Antoine Doinel wrote:David Hayter goes off the deep end and writes a terribly embarrassing open letter to Watchmen fans begging them to see it again due to the film's underperformance at the box office. Word around the water cooler is this thing needs to do $400 million to break even.
That was one of the most pathetic things I've read in a while. I hope the film fails miserably. Have I mentioned that I really hated this film? Days later it still leaves a bad taste in my mouth. I just want to echo the other forum members who have lambasted the film for its extraordinarily intrusive soundtrack - perhaps the single worst soundtrack I have ever heard in any film: period! And Malin Ackerman is most definitely worthy of a Razzie. Thanks to BrianInAtlanta for pointing out the ridiculous overuse of tight headshots for the dialogue scenes. The giant squid works much better though than the Manhattan-is-watching-us-ending so-we-better-be-good.

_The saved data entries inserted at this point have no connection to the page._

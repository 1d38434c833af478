//! # Sync Orchestrator
//!
//! Schedules and executes sync jobs per connector. Jobs across connectors
//! run concurrently under a worker pool; within one connector at most one
//! job runs at a time. The orchestrator enforces per-connector token-bucket
//! rate limits (a due job that would exceed budget is deferred, never
//! dropped), applies per-strategy timeout budgets, and retries failed or
//! timed-out jobs as successor rows with exponential, jittered backoff.

use std::collections::{BTreeMap, HashMap, HashSet};
use std::sync::Arc;
use std::sync::atomic::{AtomicU64, Ordering};
use std::time::Duration;

use chrono::{DateTime, Utc};
use rand::Rng;
use tokio::sync::{Mutex, Semaphore};
use tokio_util::sync::CancellationToken;
use tracing::{debug, error, info, instrument, warn};
use uuid::Uuid;

use crate::adapters::{AdapterRegistry, RawRecord};
use crate::config::{RetryConfig, SchedulerConfig};
use crate::error::EngineError;
use crate::identity::IdentityResolver;
use crate::metrics_collector::MetricsCollector;
use crate::models::{
    Connector, ConnectorType, HealthStatus, JobStatus, JobType, NewEvent, SyncJob, SyncStrategy,
    TriggerType,
};
use crate::pipeline::EventPipeline;
use crate::registry::ConnectorRegistry;
use crate::rate_limit::RateLimiter;
use crate::repositories::SyncJobStore;
use crate::telemetry::{TraceContext, with_trace_context};

/// Records ingested per cancellation checkpoint.
const BATCH_SIZE: usize = 50;

/// Per-tick execution statistics.
#[derive(Debug, Clone, Copy, Default, PartialEq, Eq)]
pub struct OrchestratorTickStats {
    pub scheduled: usize,
    pub claimed: usize,
    pub completed: usize,
    pub failed: usize,
    pub timed_out: usize,
    pub cancelled: usize,
    pub deferred: usize,
}

#[derive(Default)]
struct Progress {
    processed: AtomicU64,
    succeeded: AtomicU64,
    failed: AtomicU64,
}

enum RunOutcome {
    Completed,
    Cancelled,
    Failed(EngineError),
}

/// The sync orchestrator.
#[derive(Clone)]
pub struct SyncOrchestrator {
    registry: ConnectorRegistry,
    jobs: Arc<dyn SyncJobStore>,
    adapters: AdapterRegistry,
    pipeline: EventPipeline,
    identity: IdentityResolver,
    metrics: MetricsCollector,
    rate_limiter: Arc<RateLimiter>,
    scheduler: SchedulerConfig,
    retry: RetryConfig,
    concurrency: Arc<Semaphore>,
    /// Connectors with a job currently running
    running: Arc<Mutex<HashSet<Uuid>>>,
    /// Cancellation tokens for running jobs
    cancel_tokens: Arc<Mutex<HashMap<Uuid, CancellationToken>>>,
}
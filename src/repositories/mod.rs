//! # Repositories
//!
//! Storage seam for the engine. Each entity gets a trait with the filtered
//! list/count operations the components need; implementations must provide
//! atomic single-row updates and enforce the stated unique constraints. The
//! engine assumes nothing else about the persistence technology.

pub mod memory;

use std::sync::Arc;

use async_trait::async_trait;
use chrono::{DateTime, Utc};
use thiserror::Error;
use uuid::Uuid;

use crate::models::{
    Connector, ConnectorMetric, ConnectorTemplate, DataQualityCheck, EventStatus, IdentityMapping,
    IntegrationEvent, IntegrationPolicy, JobStatus, SyncJob, TransformationRule,
};

pub use memory::InMemoryStore;

/// Errors surfaced by storage implementations.
#[derive(Debug, Clone, Error)]
pub enum StoreError {
    #[error("{entity} not found")]
    NotFound { entity: &'static str },

    #[error("unique constraint violated on {entity}.{field} = '{value}'")]
    Duplicate {
        entity: &'static str,
        field: &'static str,
        value: String,
    },

    #[error("referential integrity violated: {reason}")]
    ForeignKey { reason: String },

    #[error("storage backend error: {0}")]
    Backend(String),
}

/// Connector persistence. Unique on `name`.
#[async_trait]
pub trait ConnectorStore: Send + Sync {
    async fn insert(&self, connector: Connector) -> Result<Connector, StoreError>;
    async fn get(&self, id: Uuid) -> Result<Option<Connector>, StoreError>;
    async fn get_by_name(&self, name: &str) -> Result<Option<Connector>, StoreError>;
    async fn update(&self, connector: Connector) -> Result<Connector, StoreError>;
    async fn list(&self) -> Result<Vec<Connector>, StoreError>;
    /// Connectors with `sync_enabled`, ACTIVE status, and `next_sync <= now`.
    async fn list_due(&self, now: DateTime<Utc>) -> Result<Vec<Connector>, StoreError>;
}

/// SyncJob persistence. Rows are retained indefinitely for audit.
#[async_trait]
pub trait SyncJobStore: Send + Sync {
    async fn insert(&self, job: SyncJob) -> Result<SyncJob, StoreError>;
    async fn get(&self, id: Uuid) -> Result<Option<SyncJob>, StoreError>;
    async fn update(&self, job: SyncJob) -> Result<SyncJob, StoreError>;
    async fn list_by_connector(
        &self,
        connector_id: Uuid,
        status: Option<JobStatus>,
    ) -> Result<Vec<SyncJob>, StoreError>;
    /// PENDING jobs with `scheduled_at <= now`, ordered by trigger priority
    /// (descending) then scheduled time (FIFO).
    async fn list_claimable(
        &self,
        now: DateTime<Utc>,
        limit: usize,
    ) -> Result<Vec<SyncJob>, StoreError>;
    /// True when the connector has any PENDING or RUNNING job.
    async fn has_active(&self, connector_id: Uuid) -> Result<bool, StoreError>;
}

/// IntegrationEvent persistence.
#[async_trait]
pub trait EventStore: Send + Sync {
    async fn insert(&self, event: IntegrationEvent) -> Result<IntegrationEvent, StoreError>;
    async fn get(&self, id: Uuid) -> Result<Option<IntegrationEvent>, StoreError>;
    async fn update(&self, event: IntegrationEvent) -> Result<IntegrationEvent, StoreError>;
    /// PENDING events whose backoff window has elapsed, in arrival order.
    async fn list_due(
        &self,
        now: DateTime<Utc>,
        limit: usize,
    ) -> Result<Vec<IntegrationEvent>, StoreError>;
    /// A COMPLETED event sharing the correlation id, if one exists.
    async fn find_completed_by_correlation(
        &self,
        correlation_id: &str,
    ) -> Result<Option<IntegrationEvent>, StoreError>;
    async fn list_by_status(&self, status: EventStatus)
    -> Result<Vec<IntegrationEvent>, StoreError>;
}

/// IdentityMapping persistence. Unique on `email_canonical` and `nova_user_id`.
#[async_trait]
pub trait IdentityStore: Send + Sync {
    async fn insert(&self, mapping: IdentityMapping) -> Result<IdentityMapping, StoreError>;
    async fn get(&self, id: Uuid) -> Result<Option<IdentityMapping>, StoreError>;
    async fn update(&self, mapping: IdentityMapping) -> Result<IdentityMapping, StoreError>;
    async fn get_by_canonical_email(
        &self,
        email_canonical: &str,
    ) -> Result<Option<IdentityMapping>, StoreError>;
    /// Mapping holding the given (system, external id) pair, if any.
    async fn find_by_external(
        &self,
        external_system: &str,
        external_id: &str,
    ) -> Result<Option<IdentityMapping>, StoreError>;
}

/// TransformationRule persistence. Unique on
/// (source_connector_id, source_field, target_field).
#[async_trait]
pub trait RuleStore: Send + Sync {
    async fn insert(&self, rule: TransformationRule) -> Result<TransformationRule, StoreError>;
    async fn get(&self, id: Uuid) -> Result<Option<TransformationRule>, StoreError>;
    async fn update(&self, rule: TransformationRule) -> Result<TransformationRule, StoreError>;
    /// Enabled rules matching (source connector, source field).
    async fn list_for_source(
        &self,
        source_connector_id: Uuid,
        source_field: &str,
    ) -> Result<Vec<TransformationRule>, StoreError>;
    async fn list_for_connector(
        &self,
        source_connector_id: Uuid,
    ) -> Result<Vec<TransformationRule>, StoreError>;
}

/// Append-only data-quality check results.
#[async_trait]
pub trait QualityStore: Send + Sync {
    async fn append(&self, check: DataQualityCheck) -> Result<DataQualityCheck, StoreError>;
    async fn list_by_name(&self, name: &str) -> Result<Vec<DataQualityCheck>, StoreError>;
}

/// IntegrationPolicy persistence. Unique on `name`.
#[async_trait]
pub trait PolicyStore: Send + Sync {
    async fn insert(&self, policy: IntegrationPolicy) -> Result<IntegrationPolicy, StoreError>;
    async fn update(&self, policy: IntegrationPolicy) -> Result<IntegrationPolicy, StoreError>;
    async fn list_enabled(&self) -> Result<Vec<IntegrationPolicy>, StoreError>;
}

/// Append-only connector metric samples.
#[async_trait]
pub trait MetricStore: Send + Sync {
    async fn append(&self, metric: ConnectorMetric) -> Result<ConnectorMetric, StoreError>;
    async fn list_for_connector(
        &self,
        connector_id: Uuid,
    ) -> Result<Vec<ConnectorMetric>, StoreError>;
}

/// ConnectorTemplate persistence. Unique on `name`.
#[async_trait]
pub trait TemplateStore: Send + Sync {
    async fn insert(&self, template: ConnectorTemplate) -> Result<ConnectorTemplate, StoreError>;
    async fn get_by_name(&self, name: &str) -> Result<Option<ConnectorTemplate>, StoreError>;
    async fn update(&self, template: ConnectorTemplate) -> Result<ConnectorTemplate, StoreError>;
}

/// Bundle of store handles threaded through the engine components.
#[derive(Clone)]
pub struct Stores {
    pub connectors: Arc<dyn ConnectorStore>,
    pub jobs: Arc<dyn SyncJobStore>,
    pub events: Arc<dyn EventStore>,
    pub identities: Arc<dyn IdentityStore>,
    pub rules: Arc<dyn RuleStore>,
    pub quality: Arc<dyn QualityStore>,
    pub policies: Arc<dyn PolicyStore>,
    pub metrics: Arc<dyn MetricStore>,
    pub templates: Arc<dyn TemplateStore>,
}

impl Stores {
    /// Wire every store to one shared in-memory backend.
    pub fn in_memory() -> Self {
        let store = Arc::new(InMemoryStore::new());
        Self {
            connectors: store.clone(),
            jobs: store.clone(),
            events: store.clone(),
            identities: store.clone(),
            rules: store.clone(),
            quality: store.clone(),
            policies: store.clone(),
            metrics: store.clone(),
            templates: store,
        }
    }
}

While I have no intention of ever seeing the film again from my viewing I did not get filmnoir1's impression that Snyder was making a pro-totalitarian argument. I certainly wouldn't call him a "politically aware film-maker." If anything Snyder completely depoliticizes the story by glossing over or ignoring Rorschach's idolization of Truman, the psychological baggage and reactionary world views of most of the Minutemen/Watchmen (Rorschach and the Comedian are seen as vicious characters but none of it is related to their vigilantism), the political transformations wrought by Manhattan, etc. The fact that the film ends with Ronald Reagan instead of Robert Redford running for office suggests that Snyder and co. just don't get how the world's supposed to have changed. Hooded Justice's psychosexual reaction to violence is played for laughs and quickly dismissed (Snyder doesn't know how to use the camera to emphasize what needs to be emphasized -- Moore and Gibbons use an extreme close-up). And as Cde. mentioned, the juvenile "coolness" factor is at odds with Alan Moore's attempt at "deconstruction." All of this may very well add up to a right-wing gloss of a left-wing text but I'm not so sure it's a product of political consideration as much as it is the result of careless and automatic stupidity.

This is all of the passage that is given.